Keywords: cystic fibrosis, lentival vector, nasal potential difference (NPD), Rat, gene therapy
Introduction
Cystic fibrosis (CF) is a common, life-shortening, recessive genetic disorder, resulting from mutations in the cystic fibrosis transmembrane conductance regulator (CFTR) gene (Davis, 2006). CF affects multiple organs and despite symptomatic treatments and CFTR modulator therapies that improve quality of life it remains incurable, with lung disease the major cause of mortality (Carlon et al., 2017). The pathophysiology of CF results from a loss of CFTR chloride channel function and via its interaction with other ion channels such as the epithelial sodium channel (ENaC). Together these channels regulate chloride and sodium ion movement across the epithelial surface of many organs, maintaining osmolarity. In CF airways an imbalance of these ions creates altered movement of water, causing the mucus layer lining the airways to become dehydrated and vicious. The resulting viscous mucus is thick, difficult to clear, and the ideal environment for bacteria and other pathogens to grow. Thus, CF airways experience a continuous cycle of infection and inflammation, leading to permanent lung damage and ultimately respiratory failure (Chmiel et al., 2002).
Correcting CFTR dysfunction at the genetic level, by the addition of a functioning CFTR gene into affected airway cells, has the potential to be an effective treatment for CF lung disease. As CF is monogenic, addition of one correct copy of the CFTR gene into the cells should be sufficient to halt disease or prevent it if initiated early in life (Villate-Beitia et al., 2017). A range of viral and non-viral vectors can be used to facilitate the transfer of a gene to the airway epithelial cells. Lentiviral vectors (LV) are attractive vehicles as they can transduce dividing and non-dividing cells, integrate into the host genome providing long term expression, and generate little immune response (Castellani and Conese, 2010).

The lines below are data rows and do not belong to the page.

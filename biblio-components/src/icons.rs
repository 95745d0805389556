//! Inline svg icons

use leptos::prelude::*;

#[component]
pub fn SearchIcon(#[prop(default = "")] inner_class: &'static str) -> impl IntoView {
    view! {
        <svg xmlns="http://www.w3.org/2000/svg" fill="none" viewBox="0 0 24 24" stroke-width="1.5" stroke="currentColor" class=inner_class>
            <path stroke-linecap="round" stroke-linejoin="round" d="m21 21-5.197-5.197m0 0A7.5 7.5 0 1 0 5.196 5.196a7.5 7.5 0 0 0 10.607 10.607Z" />
        </svg>
    }
}

#[component]
pub fn CloseIcon(#[prop(default = "")] inner_class: &'static str) -> impl IntoView {
    view! {
        <svg xmlns="http://www.w3.org/2000/svg" fill="none" viewBox="0 0 24 24" stroke-width="1.5" stroke="currentColor" class=inner_class>
            <path stroke-linecap="round" stroke-linejoin="round" d="M6 18 18 6M6 6l12 12" />
        </svg>
    }
}

#[component]
pub fn SpinIcon(#[prop(default = "")] inner_class: &'static str) -> impl IntoView {
    view! {
        <svg xmlns="http://www.w3.org/2000/svg" fill="none" viewBox="0 0 24 24" class=inner_class>
            <circle class="opacity-25" cx="12" cy="12" r="10" stroke="currentColor" stroke-width="4" />
            <path class="opacity-75" fill="currentColor" d="M4 12a8 8 0 0 1 8-8v4a4 4 0 0 0-4 4H4Z" />
        </svg>
    }
}

#[component]
pub fn TrashIcon(#[prop(default = "")] inner_class: &'static str) -> impl IntoView {
    view! {
        <svg xmlns="http://www.w3.org/2000/svg" fill="none" viewBox="0 0 24 24" stroke-width="1.5" stroke="currentColor" class=inner_class>
            <path stroke-linecap="round" stroke-linejoin="round" d="m14.74 9-.346 9m-4.788 0L9.26 9m9.968-3.21c.342.052.682.107 1.022.166m-1.022-.165L18.16 19.673a2.25 2.25 0 0 1-2.244 2.077H8.084a2.25 2.25 0 0 1-2.244-2.077L5.772 5.79m13.456 0a48.108 48.108 0 0 0-3.478-.397m-12 .562c.34-.059.68-.114 1.022-.165m0 0a48.11 48.11 0 0 1 3.478-.397m7.5 0v-.916c0-1.18-.91-2.164-2.09-2.201a51.964 51.964 0 0 0-3.32 0c-1.18.037-2.09 1.022-2.09 2.201v.916m7.5 0a48.667 48.667 0 0 0-7.5 0" />
        </svg>
    }
}

#[component]
pub fn PencilIcon(#[prop(default = "")] inner_class: &'static str) -> impl IntoView {
    view! {
        <svg xmlns="http://www.w3.org/2000/svg" fill="none" viewBox="0 0 24 24" stroke-width="1.5" stroke="currentColor" class=inner_class>
            <path stroke-linecap="round" stroke-linejoin="round" d="m16.862 4.487 1.687-1.688a1.875 1.875 0 1 1 2.652 2.652L6.832 19.82a4.5 4.5 0 0 1-1.897 1.13l-2.685.8.8-2.685a4.5 4.5 0 0 1 1.13-1.897L16.863 4.487Zm0 0L19.5 7.125" />
        </svg>
    }
}

#[component]
pub fn BookIcon(#[prop(default = "")] inner_class: &'static str) -> impl IntoView {
    view! {
        <svg xmlns="http://www.w3.org/2000/svg" fill="none" viewBox="0 0 24 24" stroke-width="1.5" stroke="currentColor" class=inner_class>
            <path stroke-linecap="round" stroke-linejoin="round" d="M12 6.042A8.967 8.967 0 0 0 6 3.75c-1.052 0-2.062.18-3 .512v14.25A8.987 8.987 0 0 1 6 18c2.305 0 4.408.867 6 2.292m0-14.25a8.966 8.966 0 0 1 6-2.292c1.052 0 2.062.18 3 .512v14.25A8.987 8.987 0 0 0 18 18a8.967 8.967 0 0 0-6 2.292m0-14.25v14.25" />
        </svg>
    }
}

#[component]
pub fn EyeIcon(#[prop(default = "")] inner_class: &'static str) -> impl IntoView {
    view! {
        <svg xmlns="http://www.w3.org/2000/svg" fill="none" viewBox="0 0 24 24" stroke-width="1.5" stroke="currentColor" class=inner_class>
            <path stroke-linecap="round" stroke-linejoin="round" d="M2.036 12.322a1.012 1.012 0 0 1 0-.639C3.423 7.51 7.36 4.5 12 4.5c4.638 0 8.573 3.007 9.963 7.178.07.207.07.431 0 .639C20.577 16.49 16.64 19.5 12 19.5c-4.638 0-8.573-3.007-9.963-7.178Z" />
            <path stroke-linecap="round" stroke-linejoin="round" d="M15 12a3 3 0 1 1-6 0 3 3 0 0 1 6 0Z" />
        </svg>
    }
}

#[component]
pub fn EyeSlashIcon(#[prop(default = "")] inner_class: &'static str) -> impl IntoView {
    view! {
        <svg xmlns="http://www.w3.org/2000/svg" fill="none" viewBox="0 0 24 24" stroke-width="1.5" stroke="currentColor" class=inner_class>
            <path stroke-linecap="round" stroke-linejoin="round" d="M3.98 8.223A10.477 10.477 0 0 0 1.934 12C3.226 16.338 7.244 19.5 12 19.5c.993 0 1.953-.138 2.863-.395M6.228 6.228A10.451 10.451 0 0 1 12 4.5c4.756 0 8.773 3.162 10.065 7.498a10.522 10.522 0 0 1-4.293 5.774M6.228 6.228 3 3m3.228 3.228 3.65 3.65m7.894 7.894L21 21m-3.228-3.228-3.65-3.65m0 0a3 3 0 1 0-4.243-4.243m4.242 4.242L9.88 9.88" />
        </svg>
    }
}

#[component]
pub fn ChevronLeftIcon(#[prop(default = "")] inner_class: &'static str) -> impl IntoView {
    view! {
        <svg xmlns="http://www.w3.org/2000/svg" fill="none" viewBox="0 0 24 24" stroke-width="1.5" stroke="currentColor" class=inner_class>
            <path stroke-linecap="round" stroke-linejoin="round" d="M15.75 19.5 8.25 12l7.5-7.5" />
        </svg>
    }
}

#[component]
pub fn ChevronRightIcon(#[prop(default = "")] inner_class: &'static str) -> impl IntoView {
    view! {
        <svg xmlns="http://www.w3.org/2000/svg" fill="none" viewBox="0 0 24 24" stroke-width="1.5" stroke="currentColor" class=inner_class>
            <path stroke-linecap="round" stroke-linejoin="round" d="m8.25 4.5 7.5 7.5-7.5 7.5" />
        </svg>
    }
}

Our group has utilised a vesicular stomatitis virus type G (VSV-G) pseudotyped LV vector and two-step dosing procedure that involves conditioning the airways with lysophosphatidylcholine (LPC) prior to vector delivery. Using this approach, we have shown that nasal delivery of LV-CFTR can successfully correct CFTR function in a CF mouse model for up to 12 months after a single dose, and improves survival of the treated animals (Cmielewski et al., 2014). The nasal airway region is used because the ion transport defects in the CF mouse nasal airway epithelium closely resemble those of the human CF lung (Ferrari et al., 2002). Additionally, the nasal cavity is easily accessed, which makes it a suitable site to test ion transport function as a representation of the lower airways (Rowe et al., 2011). CF mouse models have predominantly been used in CF research, however they do not exhibit the human lung pathophysiology, so further lung investigations can be limited (McCarron et al., 2018; McCarron et al., 2020).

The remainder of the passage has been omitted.